**EXERCISE:** Of all the lines in the entries below, give again exactly those starting at the line containing "Some(value) => *slot" and ending at the line containing "fn parse_corner(token: &str, counts: PoolCounts)", both ends included, and no others.

* * * * * * *

//! Lenient OBJ parser for `v`, `vt`, `vn` and `f` records.
//!
//! Malformed tokens degrade to defaults or absent indices instead of failing
//! the whole file; only an unreadable file or a file with no usable geometry
//! is reported as an error.

use std::{
    fs::File,
    io::{self, BufRead, BufReader},
    path::Path,
    str::SplitWhitespace,
};

use crate::error::{LoadError, LoadResult};

/// One vertex-within-a-face reference. `None` marks an absent index.
#[derive(Clone, Copy, Debug, Default, Eq, PartialEq, Hash)]
pub struct Corner {
    pub v: Option<usize>,
    pub vt: Option<usize>,
    pub vn: Option<usize>,
}

impl Corner {
    pub fn new(v: Option<usize>, vt: Option<usize>, vn: Option<usize>) -> Self {
        Self { v, vt, vn }
    }
}

/// Three corners in winding order.
#[derive(Clone, Copy, Debug, Eq, PartialEq)]
pub struct Triangle {
    pub corners: [Corner; 3],
}

impl Triangle {
    pub fn new(a: Corner, b: Corner, c: Corner) -> Self {
        Self { corners: [a, b, c] }
    }

    /// Position indices of all three corners, if every corner has one.
    pub fn positions(&self) -> Option<[usize; 3]> {
        let [a, b, c] = self.corners;
        Some([a.v?, b.v?, c.v?])
    }
}

/// Raw attribute pools and fan-triangulated faces, in file order.
#[derive(Clone, Debug, Default, PartialEq)]
pub struct ParsedMesh {
    pub(crate) positions: Vec<[f32; 3]>,
    pub(crate) normals: Vec<[f32; 3]>,
    pub(crate) texcoords: Vec<[f32; 2]>,
    pub(crate) triangles: Vec<Triangle>,
    /// Fan over the corners of each face that carry a position.
    pub(crate) position_triangles: Vec<[usize; 3]>,
}

impl ParsedMesh {
    pub fn positions(&self) -> &[[f32; 3]] {
        &self.positions
    }

    pub fn normals(&self) -> &[[f32; 3]] {
        &self.normals
    }

    pub fn texcoords(&self) -> &[[f32; 2]] {
        &self.texcoords
    }

    pub fn triangles(&self) -> &[Triangle] {
        &self.triangles
    }

    pub fn position_triangles(&self) -> &[[usize; 3]] {
        &self.position_triangles
    }
}

/// Parse an OBJ file from a path.
pub fn parse(path: impl AsRef<Path>) -> LoadResult<ParsedMesh> {
    let path = path.as_ref();
    let file = File::open(path).map_err(|source| LoadError::NotFound {
        path: path.to_path_buf(),
        source,
    })?;
    parse_obj(BufReader::new(file), path)
}

/// Convenience helper to parse an OBJ string literal.
pub fn parse_str(contents: &str) -> LoadResult<ParsedMesh> {
    parse_obj(io::Cursor::new(contents), Path::new("<string>"))
}

fn parse_obj<R: BufRead>(reader: R, source: &Path) -> LoadResult<ParsedMesh> {
    let mut mesh = ParsedMesh::default();

    for (line_no, raw) in reader.split(b'\n').enumerate() {
        let raw = raw.map_err(|err| LoadError::NotFound {
            path: source.to_path_buf(),
            source: err,
        })?;
        let line = String::from_utf8_lossy(&raw);
        let trimmed = line.trim();
        if trimmed.is_empty() || trimmed.starts_with('#') {
            continue;
        }

        let mut parts = trimmed.split_whitespace();
        let Some(tag) = parts.next() else {
            continue;
        };

        match tag {
            "v" => mesh.positions.push(read_floats(&mut parts)),
            "vn" => mesh.normals.push(read_floats(&mut parts)),
            "vt" => {
                let [u, v, _w] = read_floats::<3>(&mut parts);
                mesh.texcoords.push([u, v]);
            }
            "f" => {
                let tokens: Vec<&str> = parts.collect();
                if tokens.len() < 3 {
                    log::warn!(
                        "{}: skipping face with {} corner(s) on line {}",
                        source.display(),
                        tokens.len(),
                        line_no + 1
                    );
                    continue;
                }
                let counts = PoolCounts {
                    positions: mesh.positions.len(),
                    texcoords: mesh.texcoords.len(),
                    normals: mesh.normals.len(),
                };
                let corners: Vec<Corner> = tokens
                    .iter()
                    .map(|token| parse_corner(token, counts))
                    .collect();
                push_face(&mut mesh, &corners);
            }
            _ => {
                // g/o/s/usemtl/mtllib and friends are not supported
            }
        }
    }

    log::debug!(
        "{}: parsed {} positions, {} texcoords, {} normals, {} triangles",
        source.display(),
        mesh.positions.len(),
        mesh.texcoords.len(),
        mesh.normals.len(),
        mesh.triangles.len()
    );

    let drawable = mesh.triangles.iter().any(|t| t.positions().is_some());
    if mesh.positions.is_empty() || mesh.position_triangles.is_empty() || !drawable {
        return Err(LoadError::EmptyOrUnsupported {
            path: source.to_path_buf(),
        });
    }

    Ok(mesh)
}

/// Fan-triangulate a face around corner 0, once over full corners and once
/// over the corners that carry a position.
fn push_face(mesh: &mut ParsedMesh, corners: &[Corner]) {
    for k in 2..corners.len() {
        mesh.triangles
            .push(Triangle::new(corners[0], corners[k - 1], corners[k]));
    }

    let with_position: Vec<usize> = corners.iter().filter_map(|c| c.v).collect();
    for k in 2..with_position.len() {
        mesh.position_triangles
            .push([with_position[0], with_position[k - 1], with_position[k]]);
    }
}

/// Read up to `N` floats. Missing components default to 0, and reading stops
/// at the first unparsable component.
fn read_floats<const N: usize>(parts: &mut SplitWhitespace<'_>) -> [f32; N] {
    let mut out = [0.0; N];
    for slot in out.iter_mut() {
        match parts.next().and_then(|token| token.parse::<f32>().ok()) {
            Some(value) => *slot = value,
            None => break,
        }
    }
    out
}

/// Pool sizes at the moment a face line is read.
#[derive(Clone, Copy, Debug)]
struct PoolCounts {
    positions: usize,
    texcoords: usize,
    normals: usize,
}

/// Parse a face token of the form `v`, `v/vt`, `v//vn` or `v/vt/vn`.
fn parse_corner(token: &str, counts: PoolCounts) -> Corner {
    let mut split = token.splitn(3, '/');
    let v = split.next().and_then(|s| resolve_index(s, counts.positions));
    let vt = split.next().and_then(|s| resolve_index(s, counts.texcoords));
    let vn = split.next().and_then(|s| resolve_index(s, counts.normals));
    Corner::new(v, vt, vn)
}

/// Resolve a 1-based or negative-relative OBJ index against `len`.
fn resolve_index(token: &str, len: usize) -> Option<usize> {
    let raw = token.parse::<i64>().ok()?;
    let idx = match raw {
        0 => return None,
        r if r > 0 => r - 1,
        r => i64::try_from(len).ok()?.checked_add(r)?,
    };
    let idx = usize::try_from(idx).ok()?;
    (idx < len).then_some(idx)
}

* * * * * * *

**FINAL ANSWER:**
            Some(value) => *slot = value,
            None => break,
        }
    }
    out
}

/// Pool sizes at the moment a face line is read.
#[derive(Clone, Copy, Debug)]
struct PoolCounts {
    positions: usize,
    texcoords: usize,
    normals: usize,
}

/// Parse a face token of the form `v`, `v/vt`, `v//vn` or `v/vt/vn`.
fn parse_corner(token: &str, counts: PoolCounts) -> Corner {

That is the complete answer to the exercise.